*** Excerpted data ***

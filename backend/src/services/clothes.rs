//! Clothing item service

use std::sync::Arc;

use serde::Deserialize;
use shared::ClothingItem;
use sqlx::PgPool;
use uuid::Uuid;
use validator::Validate;

use crate::cache::{CacheEntity, ListCache, Lookup};
use crate::error::{AppError, AppResult};

/// Clothes service for managing finished clothing items
#[derive(Clone)]
pub struct ClothesService {
    db: PgPool,
    cache: Arc<ListCache>,
}

/// Input for creating a clothing item
#[derive(Debug, Deserialize, Validate)]
pub struct CreateClothesInput {
    #[validate(length(min = 1, max = 255))]
    pub name: String,
    #[validate(length(max = 100))]
    pub code: Option<String>,
    pub image: Option<String>,
}

/// Input for updating a clothing item
#[derive(Debug, Default, Deserialize, Validate)]
pub struct UpdateClothesInput {
    #[validate(length(min = 1, max = 255))]
    pub name: Option<String>,
    #[validate(length(max = 100))]
    pub code: Option<String>,
    pub image: Option<String>,
}

type ClothesRow = (
    Uuid,
    String,
    Option<String>,
    Option<String>,
    chrono::DateTime<chrono::Utc>,
    chrono::DateTime<chrono::Utc>,
);

fn into_item(r: ClothesRow) -> ClothingItem {
    ClothingItem {
        id: r.0,
        name: r.1,
        code: r.2,
        image: r.3,
        created_at: r.4,
        updated_at: r.5,
    }
}

impl ClothesService {
    /// Create a new ClothesService instance
    pub fn new(db: PgPool, cache: Arc<ListCache>) -> Self {
        Self { db, cache }
    }

    /// List all clothing items
    pub async fn list(&self) -> AppResult<Vec<ClothingItem>> {
        let generation = match self.cache.get(CacheEntity::Clothes, "all").await {
            Lookup::Hit(hit) => return Ok(hit),
            Lookup::Miss(generation) => generation,
        };

        let rows = sqlx::query_as::<_, ClothesRow>(
            r#"
            SELECT id, name, code, image, created_at, updated_at
            FROM clothes
            ORDER BY created_at, id
            "#,
        )
        .fetch_all(&self.db)
        .await?;

        let items: Vec<ClothingItem> = rows.into_iter().map(into_item).collect();
        self.cache.put(CacheEntity::Clothes, "all", generation, &items).await;
        Ok(items)
    }

    /// Get a clothing item by ID
    pub async fn get(&self, id: Uuid) -> AppResult<ClothingItem> {
        let row = sqlx::query_as::<_, ClothesRow>(
            "SELECT id, name, code, image, created_at, updated_at FROM clothes WHERE id = $1",
        )
        .bind(id)
        .fetch_optional(&self.db)
        .await?
        .ok_or_else(|| AppError::NotFound("Clothes".to_string()))?;

        Ok(into_item(row))
    }

    /// Create a clothing item
    pub async fn create(&self, input: CreateClothesInput) -> AppResult<ClothingItem> {
        input.validate()?;

        let row = sqlx::query_as::<_, ClothesRow>(
            r#"
            INSERT INTO clothes (name, code, image)
            VALUES ($1, $2, $3)
            RETURNING id, name, code, image, created_at, updated_at
            "#,
        )
        .bind(&input.name)
        .bind(&input.code)
        .bind(&input.image)
        .fetch_one(&self.db)
        .await?;

        self.cache.invalidate(CacheEntity::Clothes).await;

        let item = into_item(row);
        tracing::info!(id = %item.id, "Clothes created");
        Ok(item)
    }

    /// Update a clothing item
    pub async fn update(&self, id: Uuid, input: UpdateClothesInput) -> AppResult<ClothingItem> {
        input.validate()?;
        let existing = self.get(id).await?;

        let name = input.name.unwrap_or(existing.name);
        let code = input.code.or(existing.code);
        let image = input.image.or(existing.image);

        let row = sqlx::query_as::<_, ClothesRow>(
            r#"
            UPDATE clothes
            SET name = $1, code = $2, image = $3, updated_at = NOW()
            WHERE id = $4
            RETURNING id, name, code, image, created_at, updated_at
            "#,
        )
        .bind(&name)
        .bind(&code)
        .bind(&image)
        .bind(id)
        .fetch_one(&self.db)
        .await?;

        self.cache.invalidate(CacheEntity::Clothes).await;
        Ok(into_item(row))
    }

    /// Delete a clothing item together with its recipe
    pub async fn delete(&self, id: Uuid) -> AppResult<()> {
        let result = sqlx::query("DELETE FROM clothes WHERE id = $1")
            .bind(id)
            .execute(&self.db)
            .await?;

        if result.rows_affected() == 0 {
            return Err(AppError::NotFound("Clothes".to_string()));
        }

        self.cache.invalidate(CacheEntity::Clothes).await;
        tracing::info!(id = %id, "Clothes deleted");
        Ok(())
    }
}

*** End of Excerpted data ***

• [Exercise goal]: The string "Lookup" marks the lines to copy; report each of them from the data above.

• [Result of this task]:
use crate::cache::{CacheEntity, ListCache, Lookup};
            Lookup::Hit(hit) => return Ok(hit),
            Lookup::Miss(generation) => generation,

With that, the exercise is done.